Re: [PATCH] module: add debugging auto-load duplicate module support

From: Greg KH
Date: Wed Apr 19 2023 - 03:15:22 EST


On Tue, Apr 18, 2023 at 01:46:36PM -0700, Luis Chamberlain wrote:
> This adds debugging support to the kernel module auto-loader to
> easily detect and deal with duplicate module requests.
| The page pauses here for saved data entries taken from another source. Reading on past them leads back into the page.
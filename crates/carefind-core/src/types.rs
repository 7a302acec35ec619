//! Shared domain types for place and facility search.

use serde::{Deserialize, Serialize};

/// A latitude/longitude pair in decimal degrees (WGS84).
#[derive(Debug, Clone, Copy, PartialEq, Serialize, Deserialize)]
pub struct Coordinates {
    pub lat: f64,
    pub lon: f64,
}

impl Coordinates {
    #[must_use]
    pub fn new(lat: f64, lon: f64) -> Self {
        Self { lat, lon }
    }

    /// `true` when both components are finite and inside the WGS84 ranges.
    #[must_use]
    pub fn is_valid(&self) -> bool {
        self.lat.is_finite()
            && self.lon.is_finite()
            && (-90.0..=90.0).contains(&self.lat)
            && (-180.0..=180.0).contains(&self.lon)
    }

    /// `true` for exactly (0, 0), which providers emit as a missing-value sentinel.
    #[must_use]
    #[allow(clippy::float_cmp)]
    pub fn is_null_island(&self) -> bool {
        self.lat == 0.0 && self.lon == 0.0
    }
}

/// An entry of the static gazetteer.
///
/// Names are not unique: the same place name may appear in several regions
/// or countries and every entry is kept.
#[derive(Debug, Clone, PartialEq, Eq, Serialize, Deserialize)]
pub struct PlaceRecord {
    pub name: String,
    pub region: String,
    pub country: String,
}

impl PlaceRecord {
    /// `"<name>, <region>, <country>"`.
    #[must_use]
    pub fn display_name(&self) -> String {
        format!("{}, {}, {}", self.name, self.region, self.country)
    }
}

/// A health facility record supplied by the caller (or the area loader).
#[derive(Debug, Clone, PartialEq, Serialize, Deserialize)]
pub struct FacilityRecord {
    pub id: String,
    pub name: String,
    #[serde(rename = "type")]
    pub facility_type: String,
    /// Free-text specialties, e.g. `"cardiology; oncology"`.
    #[serde(default)]
    pub specialties: String,
    #[serde(default)]
    pub city: String,
    pub coordinates: Coordinates,
    #[serde(default)]
    pub rating: Option<f64>,
    #[serde(default)]
    pub distance_meters: Option<f64>,
    #[serde(default)]
    pub address: Option<String>,
    #[serde(default)]
    pub phone: Option<String>,
    #[serde(default)]
    pub website: Option<String>,
    #[serde(default)]
    pub emergency: bool,
}

#[derive(Debug, Clone, Copy, PartialEq, Eq, Hash, Serialize, Deserialize)]
#[serde(rename_all = "lowercase")]
pub enum SuggestionKind {
    Place,
    Facility,
}

impl std::fmt::Display for SuggestionKind {
    fn fmt(&self, f: &mut std::fmt::Formatter<'_>) -> std::fmt::Result {
        match self {
            SuggestionKind::Place => write!(f, "place"),
            SuggestionKind::Facility => write!(f, "facility"),
        }
    }
}

/// The engine's own certainty label for a suggestion.
#[derive(Debug, Clone, Copy, PartialEq, Eq, Serialize, Deserialize)]
#[serde(rename_all = "lowercase")]
pub enum Confidence {
    High,
    Medium,
}

/// One ranked candidate returned to the caller.
///
/// Build through the constructors: a `Facility` suggestion always carries
/// `facility`, a `Place` suggestion never does.
#[derive(Debug, Clone, PartialEq, Serialize, Deserialize)]
pub struct Suggestion {
    pub name: String,
    pub display_name: String,
    pub kind: SuggestionKind,
    pub confidence: Confidence,
    pub coordinates: Option<Coordinates>,
    pub facility: Option<FacilityRecord>,
    pub rating: Option<f64>,
    pub distance_meters: Option<f64>,
}

impl Suggestion {
    /// A place suggestion from the static gazetteer (no coordinates yet).
    #[must_use]
    pub fn from_place(place: &PlaceRecord, confidence: Confidence) -> Self {
        Self {
            name: place.name.clone(),
            display_name: place.display_name(),
            kind: SuggestionKind::Place,
            confidence,
            coordinates: None,
            facility: None,
            rating: None,
            distance_meters: None,
        }
    }

    /// A place suggestion already geocoded by a remote provider.
    #[must_use]
    pub fn resolved_place(
        name: impl Into<String>,
        display_name: impl Into<String>,
        coordinates: Coordinates,
    ) -> Self {
        Self {
            name: name.into(),
            display_name: display_name.into(),
            kind: SuggestionKind::Place,
            confidence: Confidence::High,
            coordinates: Some(coordinates),
            facility: None,
            rating: None,
            distance_meters: None,
        }
    }

    /// A facility suggestion; display name is `"<name> - <city>"`, or
    /// `"<name> - Hospital"` when the city is blank.
    #[must_use]
    pub fn from_facility(record: &FacilityRecord) -> Self {
        let city = record.city.trim();
        let suffix = if city.is_empty() { "Hospital" } else { city };
        Self {
            name: record.name.clone(),
            display_name: format!("{} - {suffix}", record.name),
            kind: SuggestionKind::Facility,
            confidence: Confidence::High,
            coordinates: Some(record.coordinates),
            facility: Some(record.clone()),
            rating: record.rating,
            distance_meters: record.distance_meters,
        }
    }

    /// Case-insensitive identity used when merging sources.
    #[must_use]
    pub fn dedup_key(&self) -> (String, SuggestionKind) {
        (self.name.to_lowercase(), self.kind)
    }
}

/// A single committed location resolved to coordinates.
#[derive(Debug, Clone, PartialEq, Serialize, Deserialize)]
pub struct GeocodeResult {
    pub latitude: f64,
    pub longitude: f64,
    pub display_name: String,
}

impl GeocodeResult {
    #[must_use]
    pub fn coordinates(&self) -> Coordinates {
        Coordinates::new(self.latitude, self.longitude)
    }
}

#[cfg(test)]
mod tests {
    use super::*;

    fn facility(name: &str, city: &str) -> FacilityRecord {
        FacilityRecord {
            id: "node/1".to_string(),
            name: name.to_string(),
            facility_type: "hospital".to_string(),
            specialties: String::new(),
            city: city.to_string(),
            coordinates: Coordinates::new(19.07, 72.87),
            rating: Some(4.2),
            distance_meters: Some(1200.0),
            address: None,
            phone: None,
            website: None,
            emergency: false,
        }
    }

    #[test]
    fn place_display_name_joins_region_and_country() {
        let place = PlaceRecord {
            name: "Mumbai".to_string(),
            region: "Maharashtra".to_string(),
            country: "India".to_string(),
        };
        let s = Suggestion::from_place(&place, Confidence::High);
        assert_eq!(s.display_name, "Mumbai, Maharashtra, India");
        assert_eq!(s.kind, SuggestionKind::Place);
        assert!(s.facility.is_none());
        assert!(s.coordinates.is_none());
    }

    #[test]
    fn facility_suggestion_carries_record_and_city() {
        let s = Suggestion::from_facility(&facility("Apollo Hospital", "Chennai"));
        assert_eq!(s.display_name, "Apollo Hospital - Chennai");
        assert_eq!(s.kind, SuggestionKind::Facility);
        assert_eq!(s.confidence, Confidence::High);
        assert_eq!(s.rating, Some(4.2));
        assert_eq!(s.distance_meters, Some(1200.0));
        assert!(s.facility.is_some());
    }

    #[test]
    fn facility_without_city_falls_back_to_hospital_label() {
        let s = Suggestion::from_facility(&facility("St. Mary", "  "));
        assert_eq!(s.display_name, "St. Mary - Hospital");
    }

    #[test]
    fn dedup_key_ignores_case() {
        let a = Suggestion::resolved_place("Pune", "Pune, India", Coordinates::new(18.5, 73.8));
        let b = Suggestion::resolved_place("PUNE", "Pune City", Coordinates::new(18.5, 73.8));
        assert_eq!(a.dedup_key(), b.dedup_key());
    }

    #[test]
    fn coordinate_validity() {
        assert!(Coordinates::new(40.7, -74.0).is_valid());
        assert!(!Coordinates::new(91.0, 0.0).is_valid());
        assert!(!Coordinates::new(f64::NAN, 0.0).is_valid());
        assert!(Coordinates::new(0.0, 0.0).is_null_island());
        assert!(!Coordinates::new(0.0, 0.1).is_null_island());
    }

    #[test]
    fn facility_record_reads_type_field() {
        let json = serde_json::json!({
            "id": "way/7",
            "name": "City General Hospital",
            "type": "hospital",
            "coordinates": { "lat": 12.9, "lon": 77.6 }
        });
        let record: FacilityRecord = serde_json::from_value(json).expect("valid record");
        assert_eq!(record.facility_type, "hospital");
        assert!(record.rating.is_none());
        assert!(!record.emergency);
    }
}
To aid
> with possible bootup failure issues it will supress the waste
> in virtual memory when races happen before userspace loads a
> module and the kernel is still issuing requests for the same
> module.
>
> Folks debugging virtual memory abuse on bootup can and should
> enable this to see what WARN()s come on, to see if module
> auto-loading is to blame for their woes.

You get 72 columns for changelog text, so you can use it :)

>
> Signed-off-by: Luis Chamberlain <mcgrof@xxxxxxxxxx>
> ---
>
> Changes on this patch since the last RFC:
>
> o dropped the kernel_read*() patch from this series moving to
> punt the issues as a udev issue now that we have proof auto-loading
> is not the issue
> o some spell checks
>
> kernel/module/Kconfig | 40 +++++++
> kernel/module/Makefile | 1 +
> kernel/module/dups.c | 234 +++++++++++++++++++++++++++++++++++++++
> kernel/module/internal.h | 15 +++
> kernel/module/kmod.c | 23 +++-
> 5 files changed, 309 insertions(+), 4 deletions(-)
> create mode 100644 kernel/module/dups.c
>
> diff --git a/kernel/module/Kconfig b/kernel/module/Kconfig
> index e6df183e2c80..cc146ef4a6ac 100644
> --- a/kernel/module/Kconfig
> +++ b/kernel/module/Kconfig
> @@ -59,6 +59,46 @@ config MODULE_STATS
>
> If unsure, say N.
>
> +config MODULE_AUTOLOAD_SUPRESS_DUPS

MODULE_DEBUG_DUPLICATE perhaps? It has nothing to do with autoloading
(other than that is what userspace is doing) and you aren't suppressing
anything except throwing up warnings, right?

> + bool "Debug duplicate modules with auto-loading"
> + help
> + Module autoloading allows in-kernel code to request modules through
> + the *request_module*() API calls. This in turn just calls userspace
> + modprobe. Although modprobe checks to see if a module is already
> + loaded before trying to load a module there is a small time window in
> + which multiple duplicate requests can end up in userspace and multiple
> + modprobe calls race calling finit_module() around the same time for
> + duplicate modules. The finit_module() system call can consume in the
> + worst case more than twice the respective module size in virtual
> + memory for each duplicate module requests. Although duplicate module
> + requests are non-fatal virtual memory is a limited resource and each
> + duplicate module request ends up just wasting virtual memory.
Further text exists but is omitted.